Frail older people with mobility problems may improve with an exercise program. Walking or strength (resistance) training may reduce knee pain and improve gait in people with arthritis. Resistance exercises can improve strength, especially if the person is frail and has a slow gait. People usually need two or three training sessions a week until reaching their strength goal. Using good form during each exercise is important to reduce soreness or injury.

A combination of leg press machines (or alternatively chair rises with weight vests or weights attached to the waist), step ups, stair climbing, and knee extension machines may be recommended to strengthen all the large muscle groups involved in walking.

Nordic walking

Nordic walking is a walking exercise that exercises the whole body. It includes adjustable length walking poles. Compared with traditional walking, the Nordic walking motion uses shoulder and arm muscles and requires greater pelvic rotation, increasing step length and walking speed. When starting a Nordic walking program, frail walkers need supervision and training to use the walking sticks safely.

Balance training

Many people with balance problems improve with balance training. First, health care professionals help teach people a good standing posture and balance while standing still. People are then taught to be aware of the location of pressure on their feet and how the location of pressure moves with slow leaning or turning to look to the left or right. People practice leaning forward (using a wall or counter for support), backward (with a wall directly behind), and to each side. The goal is to be able stand on one leg for 10 seconds.

Balance training can also be more dynamic. Dynamic balance training can involve slow movements in a single stance, simple tai chi movements, tandem (heel to toe) walking, turns while walking, walking backward, walking over a virtual object (for example, a stripe on the floor), slow forward lunges, and slow dance movements.

Assistive devices

Assistive devices, such as canes and walkers, can help people maintain mobility and quality of life. Physical therapists help select the proper device and teach people how to use it.

Canes are particularly helpful for people with pain caused by knee or hip arthritis or with peripheral neuropathy of the feet because a cane transmits information about the type of surface or floor to the cane-holding hand. A quad cane (one with four small feet at the bottom) can stabilize the patient but usually slows gait. Canes are usually used on the side opposite the painful or weak leg. Many store-bought canes are too long but can be adjusted to the correct height (see figure Just the Right Height).

Walkers can reduce the force and pain at an arthritic joint more than a cane, in people with enough arm and shoulder strength to use them. Walkers provide good stability and moderate protection from forward falls but do little or nothing to help prevent backward falls for people with balance problems. When prescribing a walker, a physical therapist considers the sometimes competing needs of providing stability and maximizing walking efficiency. Four-wheeled walkers with larger wheels and brakes maximize efficiency but provide less stability.

Just the Right Height

Using a cane that is the correct height is important. A cane that is too long or too short can cause low back pain, poor posture, and instability. The cane should be held on the side opposite the weak leg.

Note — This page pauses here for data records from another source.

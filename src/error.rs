//! Error types for the enhancement runtime.
//!
//! Runtime enhancement failures (missing capability, malformed style, failed
//! preload fetch) are deliberately not represented here: they degrade the
//! affected task silently and are only logged. These types cover the places
//! where a caller must be told something went wrong.

use thiserror::Error;

/// Errors surfaced to embedders of the enhancement runtime.
#[derive(Debug, Error)]
pub enum EnhanceError {
    /// A configuration file could not be read.
    #[error("failed to read config {path}: {source}")]
    ConfigRead {
        path: String,
        #[source]
        source: std::io::Error,
    },

    /// A configuration file was not valid JSON for [`EnhancerConfig`].
    ///
    /// [`EnhancerConfig`]: crate::config::EnhancerConfig
    #[error("failed to parse config {path}: {source}")]
    ConfigParse {
        path: String,
        #[source]
        source: serde_json::Error,
    },

    /// The HTTP fetcher could not be constructed.
    #[error("failed to build http client: {0}")]
    ClientBuild(#[source] reqwest::Error),
}

/// Errors from a single resource fetch.
#[derive(Debug, Error)]
pub enum FetchError {
    /// The underlying HTTP request failed (connect, timeout, body read).
    #[error("http request failed: {0}")]
    Http(#[from] reqwest::Error),

    /// The server answered with a non-success status.
    #[error("{url} returned status {status}")]
    Status { url: String, status: u16 },

    /// A `data:` URL payload could not be decoded.
    #[error("invalid data url: {0}")]
    DataUrl(String),

    /// The URL scheme is not fetchable (neither http(s) nor data).
    #[error("unsupported url scheme in {0}")]
    UnsupportedScheme(String),
}
//! Proximity watcher over laid-out elements.
//!
//! The observer tracks a set of elements and reports the ones whose layout
//! rect intersects the margin-expanded viewport at or above a visibility
//! threshold. Reporting removes the element from the watch set in the same
//! call, so each element is notified at most once over the observer's
//! lifetime, even if it is observed again later.

use crate::dom::{Document, ElementId};
use crate::viewport::{intersection_ratio, Margin};
use fnv::FnvHashSet;
use tracing::debug;

/// Watches elements for entry into the proximity region around the viewport.
#[derive(Debug)]
pub struct ProximityObserver {
    margin: Margin,
    threshold: f32,
    watched: FnvHashSet<ElementId>,
    notified: FnvHashSet<ElementId>,
}

impl ProximityObserver {
    /// - `margin`: pre-trigger expansion of the viewport, in pixels
    /// - `threshold`: minimum visible fraction of the element, `0.0..=1.0`
    pub fn new(margin: Margin, threshold: f32) -> Self {
        Self {
            margin,
            threshold,
            watched: FnvHashSet::default(),
            notified: FnvHashSet::default(),
        }
    }

    /// Start watching an element. Elements already notified once are not
    /// re-admitted.
    pub fn observe(&mut self, id: ElementId) {
        if !self.notified.contains(&id) {
            self.watched.insert(id);
        }
    }

    /// Stop watching an element without notifying it.
    pub fn unobserve(&mut self, id: ElementId) {
        self.watched.remove(&id);
    }

    pub fn is_observing(&self, id: ElementId) -> bool {
        self.watched.contains(&id)
    }

    pub fn watched_count(&self) -> usize {
        self.watched.len()
    }

    /// Elements that have crossed the threshold, removed from the watch set
    /// as they are returned.
    ///
    /// Elements without a layout rect (or with zero area) never qualify.
    /// Results come back in id order for deterministic processing.
    pub fn take_intersecting(&mut self, doc: &Document) -> Vec<ElementId> {
        let region = doc.viewport().expanded(&self.margin);

        let mut ready: Vec<ElementId> = self
            .watched
            .iter()
            .copied()
            .filter(|id| {
                doc.element(*id)
                    .rect()
                    .map(|rect| intersection_ratio(&rect, &region) >= self.threshold)
                    .unwrap_or(false)
            })
            .collect();
        ready.sort_unstable();

        for id in &ready {
            self.watched.remove(id);
            self.notified.insert(*id);
            debug!(element = %id, "proximity trigger");
        }
        ready
    }
}
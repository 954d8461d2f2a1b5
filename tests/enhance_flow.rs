//! End-to-end enhancement flow over a realistic page.

use pagelift::animate::{AnimationSettings, ScrollAnimator};
use pagelift::config::EnhancerConfig;
use pagelift::dom::Document;
use pagelift::enhance::{PageEnhancer, PageEvent, PageState, Platform};
use pagelift::fetch::HttpFetcher;
use pagelift::layout::flow_layout;
use std::sync::{Arc, Mutex};
use wiremock::matchers::{method, path};
use wiremock::{Mock, MockServer, ResponseTemplate};

#[derive(Default)]
struct RecordingAnimator {
    inits: Mutex<Vec<AnimationSettings>>,
}

impl ScrollAnimator for RecordingAnimator {
    fn init(&self, settings: &AnimationSettings) {
        self.inits.lock().unwrap().push(settings.clone());
    }
}

fn init_tracing() {
    let _ = tracing_subscriber::fmt()
        .with_env_filter("pagelift=debug")
        .with_test_writer()
        .try_init();
}

fn page_html(server_uri: &str) -> String {
    format!(
        r#"<html class="no-js">
        <head><title>demo</title></head>
        <body>
            <div class="preloader" style="display: flex"></div>
            <img loading="lazy" data-src="a.png" height="100">
            <div height="3000"></div>
            <img loading="lazy" data-src="b.png" data-srcset="b.png 1x" height="100">
            <div style="background-image: url({server_uri}/hero.png)"></div>
            <div style="background-image: url({server_uri}/missing.png)"></div>
            <div style="background-image: none"></div>
        </body>
        </html>"#
    )
}

async fn mock_image_server() -> MockServer {
    let server = MockServer::start().await;
    Mock::given(method("GET"))
        .and(path("/hero.png"))
        .respond_with(
            ResponseTemplate::new(200)
                .set_body_bytes(vec![0u8; 256])
                .insert_header("content-type", "image/png"),
        )
        .mount(&server)
        .await;
    Mock::given(method("GET"))
        .and(path("/missing.png"))
        .respond_with(ResponseTemplate::new(404))
        .mount(&server)
        .await;
    server
}

#[tokio::test]
async fn full_page_lifecycle() {
    init_tracing();
    let server = mock_image_server().await;

    let mut doc = Document::parse(&page_html(&server.uri()));
    flow_layout(&mut doc);

    let animator = Arc::new(RecordingAnimator::default());
    let fetcher = Arc::new(HttpFetcher::new().unwrap());
    let platform = Platform::default()
        .with_fetcher(fetcher)
        .with_animator(animator.clone());

    let mut enhancer = PageEnhancer::new(EnhancerConfig::default(), platform);
    enhancer.install(&mut doc);
    assert!(!doc.element(doc.root()).has_class("no-js"));

    // DOM ready: near image promotes immediately, far image stays deferred,
    // background preloads are in flight, primary font is in the head.
    enhancer.dispatch(&mut doc, PageEvent::DomReady);

    let images = doc.lazy_images();
    assert_eq!(doc.element(images[0]).attr("src"), Some("a.png"));
    assert!(doc.element(images[0]).has_class("loaded"));
    assert_eq!(doc.element(images[1]).attr("src"), None);

    let body = doc.element(doc.body().unwrap());
    assert!(body.has_class("loaded"));
    assert!(!body.has_class("fully-loaded"));
    assert_eq!(animator.inits.lock().unwrap().len(), 1);

    // Background preloads settle: one success, one 404 left unmarked.
    enhancer.drive(&mut doc).await;
    let backgrounds = doc.background_image_candidates();
    assert!(doc.element(backgrounds[0]).has_class("loaded"));
    assert!(!doc.element(backgrounds[1]).has_class("loaded"));
    assert!(!doc.element(backgrounds[2]).has_class("loaded"));

    // Scrolling down brings the far image into the pre-trigger margin.
    doc.scroll_to(0.0, 2600.0);
    enhancer.dispatch(&mut doc, PageEvent::Scrolled);
    assert_eq!(doc.element(images[1]).attr("src"), Some("b.png"));
    assert_eq!(doc.element(images[1]).attr("srcset"), Some("b.png 1x"));

    // Full load: final gate class, preloader hidden, secondary font in.
    enhancer.dispatch(&mut doc, PageEvent::FullLoad);
    let body = doc.element(doc.body().unwrap());
    assert!(body.has_class("fully-loaded"));

    let preloader = doc.first_by_class("preloader").unwrap();
    assert_eq!(doc.element(preloader).style().get("display"), Some("none"));

    let head = doc.head().unwrap();
    let stylesheets: Vec<&str> = doc
        .element(head)
        .children()
        .iter()
        .filter(|id| doc.element(**id).tag() == "link")
        .filter_map(|id| doc.element(*id).attr("href"))
        .collect();
    assert_eq!(stylesheets.len(), 2);
    assert!(stylesheets[0].contains("DM+Sans"));
    assert!(stylesheets[1].contains("Amatic+SC"));

    assert_json_diff::assert_json_include!(
        actual: serde_json::to_value(enhancer.report()).unwrap(),
        expected: serde_json::json!({
            "state": "fully-loaded",
            "images_observed": 2,
            "images_promoted": 2,
            "backgrounds_found": 2,
            "backgrounds_loaded": 1,
            "backgrounds_failed": 1,
            "backgrounds_skipped": 1,
            "fonts_injected": 2,
        })
    );
}

#[tokio::test]
async fn degraded_platform_enhances_nothing_and_stays_quiet() {
    init_tracing();

    let mut doc = Document::parse(&page_html("https://unreachable.invalid"));
    flow_layout(&mut doc);

    let platform = Platform::default()
        .without_proximity_observer()
        .without_font_api();
    let mut enhancer = PageEnhancer::new(EnhancerConfig::default(), platform);

    enhancer.install(&mut doc);
    enhancer.dispatch(&mut doc, PageEvent::DomReady);
    enhancer.drive(&mut doc).await;
    enhancer.dispatch(&mut doc, PageEvent::FullLoad);

    // Lazy images never promote without proximity observation.
    for id in doc.lazy_images() {
        assert_eq!(doc.element(id).attr("src"), None);
    }
    // No font API, no links.
    let head = doc.head().unwrap();
    assert!(doc
        .element(head)
        .children()
        .iter()
        .all(|id| doc.element(*id).tag() != "link"));
    // No fetcher, no loaded backgrounds.
    for id in doc.background_image_candidates() {
        assert!(!doc.element(id).has_class("loaded"));
    }

    // Load-state signaling still works on the degraded platform.
    let body = doc.element(doc.body().unwrap());
    assert!(body.has_class("loaded"));
    assert!(body.has_class("fully-loaded"));
    assert_eq!(enhancer.state(), PageState::FullyLoaded);
}

#[tokio::test]
async fn data_url_backgrounds_load_without_network() {
    init_tracing();

    let mut doc = Document::parse(
        r#"<body>
            <div style="background-image: url(data:image/gif;base64,R0lGODlh)"></div>
        </body>"#,
    );
    flow_layout(&mut doc);

    let platform = Platform::default().with_fetcher(Arc::new(HttpFetcher::new().unwrap()));
    let mut enhancer = PageEnhancer::new(EnhancerConfig::default(), platform);
    enhancer.install(&mut doc);
    enhancer.dispatch(&mut doc, PageEvent::DomReady);
    enhancer.drive(&mut doc).await;

    let id = doc.background_image_candidates()[0];
    assert!(doc.element(id).has_class("loaded"));
}
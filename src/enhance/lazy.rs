//! Deferred image loading.
//!
//! Images marked `loading="lazy"` keep their real source in `data-src`
//! (and optionally `data-srcset`) until they near the viewport. Promotion
//! copies the deferred attributes into the live ones, which is what triggers
//! the actual network fetch in a real embedder.

use crate::config::EnhancerConfig;
use crate::dom::{Document, ElementId};
use crate::observer::ProximityObserver;
use crate::viewport::Margin;
use tracing::{debug, info};

/// Watches deferred images and promotes them on proximity.
pub struct LazyImageLoader {
    observer: Option<ProximityObserver>,
    observed: usize,
    promoted: usize,
}

impl LazyImageLoader {
    /// `observer_supported = false` models a platform without proximity
    /// observation: nothing is watched and deferred images never load.
    pub fn new(config: &EnhancerConfig, observer_supported: bool) -> Self {
        let observer = observer_supported.then(|| {
            ProximityObserver::new(
                Margin::vertical(config.proximity_margin_px),
                config.visibility_threshold,
            )
        });
        Self {
            observer,
            observed: 0,
            promoted: 0,
        }
    }

    /// Register every deferred image in the document with the observer.
    pub fn scan(&mut self, doc: &Document) -> usize {
        let Some(observer) = self.observer.as_mut() else {
            debug!("proximity observation unsupported, deferred images stay deferred");
            return 0;
        };

        let images = doc.lazy_images();
        for id in &images {
            observer.observe(*id);
        }
        self.observed += images.len();
        info!(count = images.len(), "watching deferred images");
        images.len()
    }

    /// Promote every watched image that has entered the proximity region.
    ///
    /// Each returned element had its deferred attributes copied to the live
    /// ones, gained the `loaded` class, and left the watch set for good.
    pub fn poll(&mut self, doc: &mut Document) -> Vec<ElementId> {
        let Some(observer) = self.observer.as_mut() else {
            return Vec::new();
        };

        let ready = observer.take_intersecting(doc);
        for id in &ready {
            promote(doc, *id);
        }
        self.promoted += ready.len();
        ready
    }

    pub fn observed(&self) -> usize {
        self.observed
    }

    pub fn promoted(&self) -> usize {
        self.promoted
    }
}

fn promote(doc: &mut Document, id: ElementId) {
    let element = doc.element_mut(id);
    if let Some(src) = element.attr("data-src").map(str::to_string) {
        element.set_attr("src", &src);
    }
    if let Some(srcset) = element.attr("data-srcset").map(str::to_string) {
        element.set_attr("srcset", &srcset);
    }
    element.add_class("loaded");
    debug!(element = %id, "deferred image promoted");
}

#[cfg(test)]
mod tests {
    use super::*;
    use crate::viewport::Rect;

    fn lazy_page() -> Document {
        let mut doc = Document::parse(
            r#"<body>
                <img loading="lazy" data-src="near.png" data-srcset="near.png 1x, near@2x.png 2x">
                <img loading="lazy" data-src="far.png">
            </body>"#,
        );
        let images = doc.lazy_images();
        doc.set_rect(images[0], Rect::new(0.0, 100.0, 100.0, 100.0));
        doc.set_rect(images[1], Rect::new(0.0, 5000.0, 100.0, 100.0));
        doc
    }

    #[test]
    fn test_promotes_only_nearby_images() {
        let mut doc = lazy_page();
        let images = doc.lazy_images();
        let mut loader = LazyImageLoader::new(&EnhancerConfig::default(), true);

        assert_eq!(loader.scan(&doc), 2);
        let ready = loader.poll(&mut doc);
        assert_eq!(ready, vec![images[0]]);

        let near = doc.element(images[0]);
        assert_eq!(near.attr("src"), Some("near.png"));
        assert_eq!(near.attr("srcset"), Some("near.png 1x, near@2x.png 2x"));
        assert!(near.has_class("loaded"));

        let far = doc.element(images[1]);
        assert_eq!(far.attr("src"), None);
        assert!(!far.has_class("loaded"));
    }

    #[test]
    fn test_scroll_promotes_remaining_image() {
        let mut doc = lazy_page();
        let images = doc.lazy_images();
        let mut loader = LazyImageLoader::new(&EnhancerConfig::default(), true);
        loader.scan(&doc);
        loader.poll(&mut doc);

        doc.scroll_to(0.0, 4300.0);
        let ready = loader.poll(&mut doc);
        assert_eq!(ready, vec![images[1]]);
        assert_eq!(doc.element(images[1]).attr("src"), Some("far.png"));
        assert_eq!(loader.promoted(), 2);
    }

    #[test]
    fn test_image_is_never_promoted_twice() {
        let mut doc = lazy_page();
        let mut loader = LazyImageLoader::new(&EnhancerConfig::default(), true);
        loader.scan(&doc);
        assert_eq!(loader.poll(&mut doc).len(), 1);

        // Neither another poll nor a rescan re-fires the first image.
        assert!(loader.poll(&mut doc).is_empty());
        loader.scan(&doc);
        assert!(loader.poll(&mut doc).is_empty());
    }

    #[test]
    fn test_promotion_without_deferred_source_still_marks_loaded() {
        let mut doc = Document::parse(r#"<body><img loading="lazy"></body>"#);
        let img = doc.lazy_images()[0];
        doc.set_rect(img, Rect::new(0.0, 0.0, 100.0, 100.0));

        let mut loader = LazyImageLoader::new(&EnhancerConfig::default(), true);
        loader.scan(&doc);
        assert_eq!(loader.poll(&mut doc), vec![img]);
        assert_eq!(doc.element(img).attr("src"), None);
        assert!(doc.element(img).has_class("loaded"));
    }

    #[test]
    fn test_unsupported_observer_loads_nothing() {
        let mut doc = lazy_page();
        let mut loader = LazyImageLoader::new(&EnhancerConfig::default(), false);

        assert_eq!(loader.scan(&doc), 0);
        assert!(loader.poll(&mut doc).is_empty());
        for id in doc.lazy_images() {
            assert_eq!(doc.element(id).attr("src"), None);
        }
    }
}
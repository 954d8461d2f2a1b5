//! Optional scroll-animation capability.
//!
//! When the embedder exposes a scroll-animation engine, the enhancer
//! initializes it once at DOM-ready with fixed settings. Absence of the
//! capability skips initialization without error.

use serde::{Deserialize, Serialize};

/// CSS timing functions the animation engine understands.
#[derive(Debug, Clone, Copy, PartialEq, Eq, Serialize, Deserialize)]
#[serde(rename_all = "kebab-case")]
pub enum Easing {
    Linear,
    Ease,
    EaseIn,
    EaseOut,
    EaseInOut,
}

impl Easing {
    /// The CSS name of the timing function.
    pub fn css_name(&self) -> &'static str {
        match self {
            Easing::Linear => "linear",
            Easing::Ease => "ease",
            Easing::EaseIn => "ease-in",
            Easing::EaseOut => "ease-out",
            Easing::EaseInOut => "ease-in-out",
        }
    }
}

/// Settings handed to [`ScrollAnimator::init`].
#[derive(Debug, Clone, PartialEq, Serialize, Deserialize)]
#[serde(default)]
pub struct AnimationSettings {
    /// Animation duration in milliseconds.
    #[serde(rename = "duration")]
    pub duration_ms: u64,
    pub easing: Easing,
    /// Animate only on first reveal.
    pub once: bool,
    /// Replay animations when scrolling back past an element.
    pub mirror: bool,
}

impl Default for AnimationSettings {
    fn default() -> Self {
        Self {
            duration_ms: 800,
            easing: Easing::EaseInOut,
            once: true,
            mirror: false,
        }
    }
}

/// A scroll-animation engine in the embedder's scope.
pub trait ScrollAnimator: Send + Sync {
    /// Called at most once per page, at DOM-ready.
    fn init(&self, settings: &AnimationSettings);
}
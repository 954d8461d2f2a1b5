//! Inline style handling.
//!
//! Declarations are kept as an ordered list so that serializing an element's
//! style round-trips in declaration order, and so that "first declaration
//! wins" questions have a stable answer.

use regex::Regex;
use std::sync::LazyLock;

/// First `url(...)` reference in a style string, quoted or unquoted.
static URL_RE: LazyLock<Regex> =
    LazyLock::new(|| Regex::new(r#"url\(['"]?([^'")]+)['"]?\)"#).unwrap());

/// Parsed `style` attribute contents.
#[derive(Debug, Clone, Default, PartialEq)]
pub struct InlineStyle {
    declarations: Vec<(String, String)>,
}

impl InlineStyle {
    /// Parse a raw `style` attribute value.
    ///
    /// Empty or nameless declarations are dropped; everything else is kept
    /// verbatim, including duplicate properties. Semicolons inside `url(...)`
    /// or quoted strings do not terminate a declaration.
    pub fn parse(text: &str) -> Self {
        let mut declarations = Vec::new();
        for decl in split_declarations(text) {
            let decl = decl.trim();
            if decl.is_empty() {
                continue;
            }
            let Some((name, value)) = decl.split_once(':') else {
                continue;
            };
            let name = name.trim();
            if name.is_empty() {
                continue;
            }
            declarations.push((name.to_ascii_lowercase(), value.trim().to_string()));
        }
        Self { declarations }
    }

    /// Value of the first declaration of `property`, if any.
    pub fn get(&self, property: &str) -> Option<&str> {
        self.declarations
            .iter()
            .find(|(name, _)| name == property)
            .map(|(_, value)| value.as_str())
    }

    /// Replace the first declaration of `property`, or append one.
    pub fn set(&mut self, property: &str, value: &str) {
        let property = property.to_ascii_lowercase();
        if let Some(decl) = self.declarations.iter_mut().find(|(name, _)| *name == property) {
            decl.1 = value.to_string();
        } else {
            self.declarations.push((property, value.to_string()));
        }
    }

    pub fn is_empty(&self) -> bool {
        self.declarations.is_empty()
    }

    /// Serialize back to `style` attribute syntax.
    pub fn to_css(&self) -> String {
        self.declarations
            .iter()
            .map(|(name, value)| format!("{name}: {value}"))
            .collect::<Vec<_>>()
            .join("; ")
    }
}

/// Split on `;` at the top level only: parenthesized groups and quoted
/// strings may contain semicolons (data URLs do).
fn split_declarations(text: &str) -> Vec<&str> {
    let mut parts = Vec::new();
    let mut depth = 0usize;
    let mut quote: Option<char> = None;
    let mut start = 0;

    for (i, c) in text.char_indices() {
        match c {
            '\'' | '"' => {
                if quote == Some(c) {
                    quote = None;
                } else if quote.is_none() {
                    quote = Some(c);
                }
            }
            '(' if quote.is_none() => depth += 1,
            ')' if quote.is_none() => depth = depth.saturating_sub(1),
            ';' if quote.is_none() && depth == 0 => {
                parts.push(&text[start..i]);
                start = i + 1;
            }
            _ => {}
        }
    }
    parts.push(&text[start..]);
    parts
}

/// Extract the first `url(...)` reference from a full style string.
///
/// Returns `None` for malformed or absent references; multiple
/// `background-image` declarations on one element resolve to whichever URL
/// appears first in the serialized style.
pub fn first_background_url(style: &str) -> Option<&str> {
    URL_RE
        .captures(style)
        .and_then(|caps| caps.get(1))
        .map(|m| m.as_str())
        .filter(|url| !url.trim().is_empty())
}

#[cfg(test)]
mod tests {
    use super::*;

    #[test]
    fn test_parse_and_get() {
        let style = InlineStyle::parse("color: red; background-image: url(a.png)");
        assert_eq!(style.get("color"), Some("red"));
        assert_eq!(style.get("background-image"), Some("url(a.png)"));
        assert_eq!(style.get("display"), None);
    }

    #[test]
    fn test_parse_skips_malformed_declarations() {
        let style = InlineStyle::parse("color red; : blue; ; width: 10px");
        assert_eq!(style.get("width"), Some("10px"));
        assert_eq!(style.to_css(), "width: 10px");
    }

    #[test]
    fn test_set_replaces_first_declaration() {
        let mut style = InlineStyle::parse("display: block");
        style.set("display", "none");
        assert_eq!(style.get("display"), Some("none"));
        assert_eq!(style.to_css(), "display: none");
    }

    #[test]
    fn test_property_names_are_case_insensitive() {
        let style = InlineStyle::parse("Background-Image: url(a.png)");
        assert_eq!(style.get("background-image"), Some("url(a.png)"));
    }

    #[test]
    fn test_data_url_value_survives_parsing() {
        let style = InlineStyle::parse(
            "background-image: url(data:image/gif;base64,R0lGODlh); color: red",
        );
        assert_eq!(
            style.get("background-image"),
            Some("url(data:image/gif;base64,R0lGODlh)")
        );
        assert_eq!(style.get("color"), Some("red"));
        assert_eq!(
            first_background_url(&style.to_css()),
            Some("data:image/gif;base64,R0lGODlh")
        );
    }

    #[test]
    fn test_first_url_unquoted() {
        assert_eq!(
            first_background_url("background-image: url(hero.jpg)"),
            Some("hero.jpg")
        );
    }

    #[test]
    fn test_first_url_quoted() {
        assert_eq!(
            first_background_url(r#"background-image: url("hero.jpg")"#),
            Some("hero.jpg")
        );
        assert_eq!(
            first_background_url("background-image: url('hero.jpg')"),
            Some("hero.jpg")
        );
    }

    #[test]
    fn test_first_url_wins_across_declarations() {
        let css = "background-image: url(first.png); background-image: url(second.png)";
        assert_eq!(first_background_url(css), Some("first.png"));
    }

    #[test]
    fn test_malformed_url_is_none() {
        assert_eq!(first_background_url("background-image: url()"), None);
        assert_eq!(first_background_url("background-image: none"), None);
        assert_eq!(first_background_url(""), None);
    }
}
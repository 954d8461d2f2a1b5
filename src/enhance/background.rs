//! Eager background image preloading.
//!
//! Elements styling themselves with `background-image: url(...)` get the
//! referenced resource fetched off-DOM as soon as the document is scanned.
//! A successful fetch marks the owning element `loaded`; failures are logged
//! and dropped, never retried.

use crate::dom::{first_background_url, Document, ElementId};
use crate::error::FetchError;
use crate::fetch::{FetchedResource, ResourceFetcher};
use std::sync::Arc;
use tokio::task::JoinSet;
use tracing::{debug, warn};
use url::Url;

/// Scans for inline background images and preloads them.
pub struct BackgroundPreloader {
    fetcher: Option<Arc<dyn ResourceFetcher>>,
    pending: JoinSet<(ElementId, Result<FetchedResource, FetchError>)>,
    found: usize,
    skipped: usize,
    loaded: usize,
    failed: usize,
}

impl BackgroundPreloader {
    /// Without a fetcher capability, scanning still counts candidates but no
    /// preload is issued and no element ever gains the `loaded` class.
    pub fn new(fetcher: Option<Arc<dyn ResourceFetcher>>) -> Self {
        Self {
            fetcher,
            pending: JoinSet::new(),
            found: 0,
            skipped: 0,
            loaded: 0,
            failed: 0,
        }
    }

    /// Scan the document and spawn a preload per extractable URL.
    ///
    /// The first `url(...)` in an element's serialized style wins; entries
    /// with no extractable URL are skipped silently. Must run inside a tokio
    /// runtime when a fetcher is configured.
    pub fn scan(&mut self, doc: &Document) -> usize {
        let mut found = 0;
        for id in doc.background_image_candidates() {
            let css = doc.element(id).style().to_css();
            let Some(raw) = first_background_url(&css) else {
                self.skipped += 1;
                debug!(element = %id, "no extractable background url, skipping");
                continue;
            };

            found += 1;
            let target = resolve_url(doc.base_url(), raw);
            match &self.fetcher {
                Some(fetcher) => {
                    let fetcher = Arc::clone(fetcher);
                    self.pending
                        .spawn(async move { (id, fetcher.fetch(&target).await) });
                }
                None => {
                    debug!(element = %id, url = %target, "no fetcher capability, preload not issued");
                }
            }
        }
        self.found += found;
        found
    }

    /// Await every pending preload and mark the successful ones `loaded`.
    /// Returns the number of elements newly marked.
    pub async fn drain(&mut self, doc: &mut Document) -> usize {
        let mut newly_loaded = 0;
        while let Some(joined) = self.pending.join_next().await {
            match joined {
                Ok((id, Ok(resource))) => {
                    doc.element_mut(id).add_class("loaded");
                    self.loaded += 1;
                    newly_loaded += 1;
                    debug!(
                        element = %id,
                        url = %resource.url,
                        bytes = resource.bytes,
                        "background image preloaded"
                    );
                }
                Ok((id, Err(error))) => {
                    self.failed += 1;
                    warn!(element = %id, %error, "background preload failed");
                }
                Err(error) => {
                    self.failed += 1;
                    warn!(%error, "background preload task aborted");
                }
            }
        }
        newly_loaded
    }

    pub fn found(&self) -> usize {
        self.found
    }

    pub fn skipped(&self) -> usize {
        self.skipped
    }

    pub fn loaded(&self) -> usize {
        self.loaded
    }

    pub fn failed(&self) -> usize {
        self.failed
    }

    pub fn pending_count(&self) -> usize {
        self.pending.len()
    }
}

/// Resolve a raw style URL against the document base, falling back to the
/// raw text when there is no base or the join fails.
fn resolve_url(base: Option<&Url>, raw: &str) -> String {
    match base {
        Some(base) => base
            .join(raw)
            .map(|resolved| resolved.to_string())
            .unwrap_or_else(|_| raw.to_string()),
        None => raw.to_string(),
    }
}
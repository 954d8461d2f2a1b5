//! PageLift: a page enhancement runtime for parsed HTML documents.
//!
//! One enhancer run per page load, four independent tasks: proximity-driven
//! lazy image loading, eager background image preloading, staged web font
//! injection, and load-state signaling. The embedding platform supplies the
//! optional capabilities (fetcher, scroll animator, observer and font API
//! support) and feeds lifecycle events; everything the runtime cannot do is
//! skipped silently rather than surfaced as an error.

pub mod animate;
pub mod config;
pub mod dom;
pub mod enhance;
pub mod error;
pub mod fetch;
pub mod layout;
pub mod observer;
pub mod viewport;

pub use animate::{AnimationSettings, Easing, ScrollAnimator};
pub use config::EnhancerConfig;
pub use dom::{Document, Element, ElementId, ReadyState};
pub use enhance::{EnhanceReport, PageEnhancer, PageEvent, PageState, Platform};
pub use error::{EnhanceError, FetchError};
pub use fetch::{FetchedResource, HttpFetcher, ResourceFetcher};
pub use observer::ProximityObserver;
pub use viewport::{Margin, Rect, Viewport};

Prevention of Gait Disorders

Physical activity, done at recommended levels, help older people maintain mobility, even in people with disease.

Regular walking or maintaining a physically active lifestyle is critical to keeping a healthy gait. The adverse effects of being inactive cannot be overstated. A regular walking program of 30 minutes each day is the best single activity for maintaining mobility. However, walking on flat terrain does not increase strength in a person who is weak. Including inclined surfaces, such as hills, during the walk can help maintain leg strength. The use of canes or walking sticks that are adjustable can provide confidence and safety for older adults.

Prevention also includes strength and balance training.